Independentemente do género, a prevenção de infecções sexualmente transmissíveis (ISTs) é fundamental, com vacinação, exames periódicos e práticas seguras.
Observatório G: Homens trans devem tomar cuidados especiais antes de iniciar a terapia hormonal?
Dr. Matheus Gröner: Sim. Embora os estudos ainda não confirmem se a testosterona afeta diretamente a qualidade dos óvulos, recomenda-se o congelamento de óvulos antes de iniciar a terapia.
Para mulheres trans, o uso de estrogénio pode comprometer a produção de espermatozoides, podendo até cessá-la completamente. Por isso, o congelamento de sêmen antes do início da terapia hormonal é crucial para preservar a fertilidade.
Observatório G: E quanto ao uso de barriga solidária no Brasil para casais masculinos?

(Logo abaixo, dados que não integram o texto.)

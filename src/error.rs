//! Error types for the attendance and payroll engine.
//!
//! This module provides strongly-typed errors using the `thiserror` crate
//! for all failure conditions that can occur while processing scans,
//! computing payroll, or talking to the storage collaborator.
//!
//! Card-scan rejections (unknown card, blocked card, and so on) are *not*
//! errors: they are classified outcomes carried by
//! [`ScanRejection`](crate::calculation::ScanRejection) so the operator
//! surface can render them as data.

use thiserror::Error;
use uuid::Uuid;

/// The main error type for the attendance and payroll engine.
///
/// All fallible operations in the engine return this error type, making it
/// easy to handle errors consistently throughout the application.
///
/// # Example
///
/// ```
/// use attend_engine::error::EngineError;
///
/// let error = EngineError::Storage {
///     message: "write rejected by backend".to_string(),
/// };
/// assert_eq!(error.to_string(), "Storage failure: write rejected by backend");
/// ```
#[derive(Debug, Error)]
pub enum EngineError {
    /// A request or entity field failed validation.
    #[error("Invalid {field}: {message}")]
    Validation {
        /// The field that was invalid.
        field: String,
        /// A description of what made the field invalid.
        message: String,
    },

    /// An operation referenced an employee id that does not exist.
    #[error("Employee not found: {employee_id}")]
    EmployeeNotFound {
        /// The employee id that could not be resolved.
        employee_id: Uuid,
    },

    /// A registry operation referenced a card uid that does not exist.
    #[error("Card not found: {uid}")]
    CardNotFound {
        /// The card uid that could not be resolved.
        uid: String,
    },

    /// A read or write to the storage collaborator failed, or a stored
    /// document had an unexpected shape.
    ///
    /// Callers must not advance in-memory state as if a failed write had
    /// succeeded.
    #[error("Storage failure: {message}")]
    Storage {
        /// A description of the storage failure.
        message: String,
    },

    /// A payroll figure could not be derived from the given inputs.
    #[error("Calculation error: {message}")]
    Calculation {
        /// A description of the calculation error.
        message: String,
    },
}

/// A type alias for Results that return EngineError.
pub type EngineResult<T> = Result<T, EngineError>;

Dr. Matheus Gröner: No Brasil, a barriga solidária é permitida apenas se houver um vínculo familiar de até 4º grau com um dos parceiros, e desde que a pessoa já tenha pelo menos um filho vivo. Além disso, a doadora de óvulos não pode ser a mesma pessoa que fornece o útero de substituição.
Se não houver familiar disponível, o caso pode ser levado ao Conselho Federal de Medicina (CFM) para avaliação, desde que não haja qualquer compensação financeira envolvida.
Observatório G: Quais são os principais cuidados de saúde reprodutiva para homens e mulheres que planeiam ter filhos?
Dr. Matheus Gröner: Para homens, é essencial o acompanhamento urológico desde a adolescência, especialmente para diagnosticar e tratar condições como varicocele. Para mulheres, fatores como idade e reserva ovariana são determinantes, sendo importante planejar com antecedência.
Além disso, manter uma boa saúde geral e prevenir ISTs é fundamental para todos.
Observatório G: Para finalizar, que mensagem o senhor deixa para quem deseja formar uma família?
Dr. Matheus Gröner: Formar uma família é um direito de todos. A medicina reprodutiva oferece ferramentas incríveis para tornar esse sonho possível, mas o sucesso depende de planeamento, saúde e acompanhamento médico especializado. Procurem profissionais capacitados para garantir uma jornada segura e feliz.